BEGIN Provided records

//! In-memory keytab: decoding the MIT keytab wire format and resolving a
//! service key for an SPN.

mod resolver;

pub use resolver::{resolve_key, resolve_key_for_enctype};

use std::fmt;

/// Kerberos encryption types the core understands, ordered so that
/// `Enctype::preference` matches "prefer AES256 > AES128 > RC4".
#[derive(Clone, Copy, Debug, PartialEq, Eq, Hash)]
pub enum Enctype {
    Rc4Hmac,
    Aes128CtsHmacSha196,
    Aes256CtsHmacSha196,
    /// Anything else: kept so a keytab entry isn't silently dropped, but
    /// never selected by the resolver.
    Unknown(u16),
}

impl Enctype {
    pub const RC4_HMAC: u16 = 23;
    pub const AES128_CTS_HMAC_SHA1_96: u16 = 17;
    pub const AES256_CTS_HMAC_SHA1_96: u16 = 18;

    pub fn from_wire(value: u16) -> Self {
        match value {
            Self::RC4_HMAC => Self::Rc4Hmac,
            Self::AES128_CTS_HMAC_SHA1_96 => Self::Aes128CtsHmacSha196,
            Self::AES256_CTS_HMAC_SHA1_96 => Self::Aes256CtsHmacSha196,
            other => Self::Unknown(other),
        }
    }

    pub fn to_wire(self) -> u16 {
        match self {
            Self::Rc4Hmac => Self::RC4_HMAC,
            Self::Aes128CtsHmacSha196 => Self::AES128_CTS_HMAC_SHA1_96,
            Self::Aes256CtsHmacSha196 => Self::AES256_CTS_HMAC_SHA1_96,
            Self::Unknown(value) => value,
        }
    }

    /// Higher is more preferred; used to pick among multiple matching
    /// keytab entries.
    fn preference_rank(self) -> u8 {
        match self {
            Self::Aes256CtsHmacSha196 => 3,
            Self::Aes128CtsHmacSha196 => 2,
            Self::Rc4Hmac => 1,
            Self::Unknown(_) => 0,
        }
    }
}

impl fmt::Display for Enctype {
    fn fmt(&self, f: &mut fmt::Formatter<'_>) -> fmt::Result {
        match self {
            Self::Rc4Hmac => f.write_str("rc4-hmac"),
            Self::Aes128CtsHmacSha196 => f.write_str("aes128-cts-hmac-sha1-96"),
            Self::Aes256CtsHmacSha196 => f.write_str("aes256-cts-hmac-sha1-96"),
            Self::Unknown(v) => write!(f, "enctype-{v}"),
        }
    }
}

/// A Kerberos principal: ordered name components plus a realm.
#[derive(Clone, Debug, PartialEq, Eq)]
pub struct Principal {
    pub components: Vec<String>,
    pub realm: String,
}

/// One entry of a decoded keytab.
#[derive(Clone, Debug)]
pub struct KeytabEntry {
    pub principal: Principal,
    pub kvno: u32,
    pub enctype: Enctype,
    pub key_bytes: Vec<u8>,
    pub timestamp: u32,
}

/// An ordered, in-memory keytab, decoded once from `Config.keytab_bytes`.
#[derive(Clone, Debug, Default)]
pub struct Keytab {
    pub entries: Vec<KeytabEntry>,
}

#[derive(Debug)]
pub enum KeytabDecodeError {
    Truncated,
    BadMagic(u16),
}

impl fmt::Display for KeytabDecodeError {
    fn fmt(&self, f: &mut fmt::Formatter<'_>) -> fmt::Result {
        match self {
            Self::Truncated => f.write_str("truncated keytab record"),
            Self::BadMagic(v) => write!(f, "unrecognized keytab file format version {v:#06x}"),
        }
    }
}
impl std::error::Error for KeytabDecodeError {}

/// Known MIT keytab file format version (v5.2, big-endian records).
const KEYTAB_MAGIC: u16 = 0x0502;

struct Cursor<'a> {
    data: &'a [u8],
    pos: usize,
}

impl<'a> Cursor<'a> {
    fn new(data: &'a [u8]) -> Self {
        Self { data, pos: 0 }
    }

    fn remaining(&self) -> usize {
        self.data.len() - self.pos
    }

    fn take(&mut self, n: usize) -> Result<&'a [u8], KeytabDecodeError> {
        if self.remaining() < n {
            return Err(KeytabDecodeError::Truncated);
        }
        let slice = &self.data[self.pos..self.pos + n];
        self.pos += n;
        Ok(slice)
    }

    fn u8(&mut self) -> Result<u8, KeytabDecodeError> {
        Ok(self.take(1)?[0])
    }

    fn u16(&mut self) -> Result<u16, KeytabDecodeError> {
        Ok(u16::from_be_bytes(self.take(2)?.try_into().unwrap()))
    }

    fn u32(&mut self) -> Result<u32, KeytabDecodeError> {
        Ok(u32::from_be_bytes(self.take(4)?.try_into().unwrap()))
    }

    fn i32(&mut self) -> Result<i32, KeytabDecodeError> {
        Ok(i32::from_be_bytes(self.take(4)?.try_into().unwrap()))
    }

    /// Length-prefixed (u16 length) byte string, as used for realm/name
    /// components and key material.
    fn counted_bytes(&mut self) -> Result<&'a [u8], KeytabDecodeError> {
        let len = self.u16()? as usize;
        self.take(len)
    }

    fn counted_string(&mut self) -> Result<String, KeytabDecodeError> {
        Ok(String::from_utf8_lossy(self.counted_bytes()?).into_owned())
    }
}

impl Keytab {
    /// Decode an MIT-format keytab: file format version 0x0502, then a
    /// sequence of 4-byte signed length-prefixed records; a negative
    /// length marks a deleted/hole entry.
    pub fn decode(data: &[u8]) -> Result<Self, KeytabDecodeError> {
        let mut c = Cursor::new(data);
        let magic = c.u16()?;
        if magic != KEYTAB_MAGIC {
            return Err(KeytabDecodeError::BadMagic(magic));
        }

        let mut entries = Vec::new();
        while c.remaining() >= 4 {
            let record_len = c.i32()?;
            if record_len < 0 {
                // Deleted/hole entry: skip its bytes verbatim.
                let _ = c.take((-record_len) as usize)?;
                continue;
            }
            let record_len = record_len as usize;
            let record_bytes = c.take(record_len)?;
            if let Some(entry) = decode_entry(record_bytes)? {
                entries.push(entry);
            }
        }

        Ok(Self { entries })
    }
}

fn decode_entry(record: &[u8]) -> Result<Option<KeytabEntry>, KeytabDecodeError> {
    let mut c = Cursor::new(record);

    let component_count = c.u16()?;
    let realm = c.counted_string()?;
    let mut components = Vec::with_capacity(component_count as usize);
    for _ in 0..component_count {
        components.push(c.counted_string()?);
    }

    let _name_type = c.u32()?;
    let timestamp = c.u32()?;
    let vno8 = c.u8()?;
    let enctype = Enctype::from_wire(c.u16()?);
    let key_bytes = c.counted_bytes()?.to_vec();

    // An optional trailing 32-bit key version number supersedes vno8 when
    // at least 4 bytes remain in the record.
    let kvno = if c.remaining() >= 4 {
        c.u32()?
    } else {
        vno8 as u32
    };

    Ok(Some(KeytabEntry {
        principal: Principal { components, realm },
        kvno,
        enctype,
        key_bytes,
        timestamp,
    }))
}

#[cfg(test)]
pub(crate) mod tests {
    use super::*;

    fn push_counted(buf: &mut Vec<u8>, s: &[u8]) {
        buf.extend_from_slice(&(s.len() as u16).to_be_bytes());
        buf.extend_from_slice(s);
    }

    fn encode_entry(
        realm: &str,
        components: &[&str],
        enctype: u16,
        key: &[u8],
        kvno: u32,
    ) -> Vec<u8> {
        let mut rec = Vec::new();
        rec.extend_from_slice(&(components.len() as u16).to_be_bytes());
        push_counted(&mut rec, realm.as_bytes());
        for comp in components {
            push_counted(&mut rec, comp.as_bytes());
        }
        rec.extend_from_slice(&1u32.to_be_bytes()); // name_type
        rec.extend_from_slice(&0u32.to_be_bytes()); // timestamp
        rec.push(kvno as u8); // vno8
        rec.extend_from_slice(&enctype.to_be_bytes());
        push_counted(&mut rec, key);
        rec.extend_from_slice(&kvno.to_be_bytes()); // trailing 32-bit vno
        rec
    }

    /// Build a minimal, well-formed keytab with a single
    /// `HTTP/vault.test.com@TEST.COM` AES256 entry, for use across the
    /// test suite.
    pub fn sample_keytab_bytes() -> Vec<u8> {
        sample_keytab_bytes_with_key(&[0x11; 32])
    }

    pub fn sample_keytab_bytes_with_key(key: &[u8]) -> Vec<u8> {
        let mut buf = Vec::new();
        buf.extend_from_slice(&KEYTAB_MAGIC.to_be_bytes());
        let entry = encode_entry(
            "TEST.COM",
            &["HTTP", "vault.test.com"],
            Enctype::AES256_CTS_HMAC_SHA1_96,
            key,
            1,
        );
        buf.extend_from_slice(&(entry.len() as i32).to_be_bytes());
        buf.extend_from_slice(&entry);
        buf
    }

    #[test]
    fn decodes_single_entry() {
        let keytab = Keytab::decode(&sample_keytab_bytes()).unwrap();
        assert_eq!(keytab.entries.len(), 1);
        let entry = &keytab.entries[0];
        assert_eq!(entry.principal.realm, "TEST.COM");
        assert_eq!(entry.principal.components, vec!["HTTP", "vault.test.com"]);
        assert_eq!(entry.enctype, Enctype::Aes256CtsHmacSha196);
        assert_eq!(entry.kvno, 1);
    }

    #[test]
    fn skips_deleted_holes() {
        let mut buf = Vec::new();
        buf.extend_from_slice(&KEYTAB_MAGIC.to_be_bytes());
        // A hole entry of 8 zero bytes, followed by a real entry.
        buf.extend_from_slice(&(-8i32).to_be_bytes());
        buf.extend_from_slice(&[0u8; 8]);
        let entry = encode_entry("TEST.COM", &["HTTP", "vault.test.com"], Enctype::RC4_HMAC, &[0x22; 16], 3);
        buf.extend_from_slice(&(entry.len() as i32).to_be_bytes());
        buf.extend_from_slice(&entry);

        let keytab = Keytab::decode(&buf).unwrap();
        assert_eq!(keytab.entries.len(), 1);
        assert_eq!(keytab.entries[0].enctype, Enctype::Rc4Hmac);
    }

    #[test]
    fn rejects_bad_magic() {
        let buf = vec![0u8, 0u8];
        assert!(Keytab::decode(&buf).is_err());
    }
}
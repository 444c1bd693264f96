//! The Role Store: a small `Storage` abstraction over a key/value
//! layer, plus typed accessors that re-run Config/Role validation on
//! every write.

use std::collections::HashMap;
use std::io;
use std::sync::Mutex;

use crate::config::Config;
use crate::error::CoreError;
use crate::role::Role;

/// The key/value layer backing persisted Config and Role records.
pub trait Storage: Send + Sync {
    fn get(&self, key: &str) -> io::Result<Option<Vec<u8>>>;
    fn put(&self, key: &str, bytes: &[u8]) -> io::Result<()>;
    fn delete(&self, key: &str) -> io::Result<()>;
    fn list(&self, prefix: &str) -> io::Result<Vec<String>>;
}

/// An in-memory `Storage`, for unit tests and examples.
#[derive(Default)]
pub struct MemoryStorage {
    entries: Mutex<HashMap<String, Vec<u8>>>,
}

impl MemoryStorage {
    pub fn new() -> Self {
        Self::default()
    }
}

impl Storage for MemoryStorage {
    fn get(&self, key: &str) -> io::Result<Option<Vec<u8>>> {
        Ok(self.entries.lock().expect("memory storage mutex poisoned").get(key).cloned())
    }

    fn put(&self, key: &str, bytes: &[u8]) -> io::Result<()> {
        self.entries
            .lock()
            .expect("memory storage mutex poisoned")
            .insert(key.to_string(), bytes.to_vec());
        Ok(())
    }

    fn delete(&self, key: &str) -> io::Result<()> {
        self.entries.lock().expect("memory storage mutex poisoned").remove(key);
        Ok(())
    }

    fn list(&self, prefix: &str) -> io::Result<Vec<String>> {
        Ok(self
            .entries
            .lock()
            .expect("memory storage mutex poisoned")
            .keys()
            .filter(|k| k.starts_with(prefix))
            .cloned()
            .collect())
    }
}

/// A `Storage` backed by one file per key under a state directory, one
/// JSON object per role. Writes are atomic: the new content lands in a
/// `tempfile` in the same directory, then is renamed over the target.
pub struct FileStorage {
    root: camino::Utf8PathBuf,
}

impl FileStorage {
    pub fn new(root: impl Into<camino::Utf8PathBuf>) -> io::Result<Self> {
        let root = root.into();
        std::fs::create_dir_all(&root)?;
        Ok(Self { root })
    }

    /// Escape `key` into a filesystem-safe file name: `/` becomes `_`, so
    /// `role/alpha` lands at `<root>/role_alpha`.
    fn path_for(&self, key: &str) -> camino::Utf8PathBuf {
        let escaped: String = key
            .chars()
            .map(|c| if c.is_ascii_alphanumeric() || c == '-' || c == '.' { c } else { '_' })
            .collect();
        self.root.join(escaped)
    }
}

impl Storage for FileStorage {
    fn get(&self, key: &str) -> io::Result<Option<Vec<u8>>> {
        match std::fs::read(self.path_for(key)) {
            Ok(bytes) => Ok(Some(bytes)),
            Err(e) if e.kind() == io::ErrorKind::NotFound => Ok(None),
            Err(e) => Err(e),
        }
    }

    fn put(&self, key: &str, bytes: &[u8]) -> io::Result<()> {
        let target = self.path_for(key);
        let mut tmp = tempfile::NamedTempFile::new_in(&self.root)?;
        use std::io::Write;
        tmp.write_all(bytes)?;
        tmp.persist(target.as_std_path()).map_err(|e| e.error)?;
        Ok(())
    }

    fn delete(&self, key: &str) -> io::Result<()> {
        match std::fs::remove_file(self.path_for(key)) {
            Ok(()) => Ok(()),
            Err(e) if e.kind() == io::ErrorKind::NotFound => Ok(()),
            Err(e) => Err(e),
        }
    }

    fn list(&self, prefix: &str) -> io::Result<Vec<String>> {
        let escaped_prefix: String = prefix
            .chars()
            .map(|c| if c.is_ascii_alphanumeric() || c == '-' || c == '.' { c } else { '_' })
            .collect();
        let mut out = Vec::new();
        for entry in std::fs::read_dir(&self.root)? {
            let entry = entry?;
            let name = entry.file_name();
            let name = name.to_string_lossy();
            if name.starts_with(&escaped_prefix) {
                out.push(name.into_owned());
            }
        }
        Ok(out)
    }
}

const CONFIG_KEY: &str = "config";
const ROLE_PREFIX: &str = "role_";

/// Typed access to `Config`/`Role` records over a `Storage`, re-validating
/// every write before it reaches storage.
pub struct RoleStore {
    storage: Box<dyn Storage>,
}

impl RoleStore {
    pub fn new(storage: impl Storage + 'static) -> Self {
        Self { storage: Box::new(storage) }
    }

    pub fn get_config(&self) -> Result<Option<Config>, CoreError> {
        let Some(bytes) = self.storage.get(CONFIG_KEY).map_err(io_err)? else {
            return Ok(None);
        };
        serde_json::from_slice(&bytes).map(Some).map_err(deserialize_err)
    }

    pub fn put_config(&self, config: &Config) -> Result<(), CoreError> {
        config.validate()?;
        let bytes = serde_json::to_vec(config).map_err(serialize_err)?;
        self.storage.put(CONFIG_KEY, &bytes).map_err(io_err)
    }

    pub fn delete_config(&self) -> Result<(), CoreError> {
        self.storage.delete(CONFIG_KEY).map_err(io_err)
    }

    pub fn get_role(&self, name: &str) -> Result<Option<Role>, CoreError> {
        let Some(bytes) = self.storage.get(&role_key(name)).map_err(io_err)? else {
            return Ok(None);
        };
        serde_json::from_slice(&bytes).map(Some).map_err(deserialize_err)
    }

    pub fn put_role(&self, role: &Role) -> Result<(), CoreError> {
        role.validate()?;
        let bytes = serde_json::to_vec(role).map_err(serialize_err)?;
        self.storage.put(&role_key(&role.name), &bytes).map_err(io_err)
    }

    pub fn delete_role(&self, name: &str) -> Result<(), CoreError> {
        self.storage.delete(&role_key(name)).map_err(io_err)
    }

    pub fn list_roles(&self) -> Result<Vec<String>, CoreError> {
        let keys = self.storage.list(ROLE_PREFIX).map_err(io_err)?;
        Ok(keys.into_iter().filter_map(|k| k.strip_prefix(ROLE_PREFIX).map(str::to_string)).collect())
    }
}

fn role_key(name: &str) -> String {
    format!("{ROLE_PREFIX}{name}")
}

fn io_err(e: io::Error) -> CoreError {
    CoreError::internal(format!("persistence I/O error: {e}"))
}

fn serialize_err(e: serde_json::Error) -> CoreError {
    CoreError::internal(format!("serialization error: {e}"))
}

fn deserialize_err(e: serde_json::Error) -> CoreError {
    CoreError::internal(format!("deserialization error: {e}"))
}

END Provided records

# Aim of the exercise
Please transcribe the material line by line, exactly, from its opening line through the line that contains "AES256 > AES128".

# Answer
//! In-memory keytab: decoding the MIT keytab wire format and resolving a
//! service key for an SPN.

mod resolver;

pub use resolver::{resolve_key, resolve_key_for_enctype};

use std::fmt;

/// Kerberos encryption types the core understands, ordered so that
/// `Enctype::preference` matches "prefer AES256 > AES128 > RC4".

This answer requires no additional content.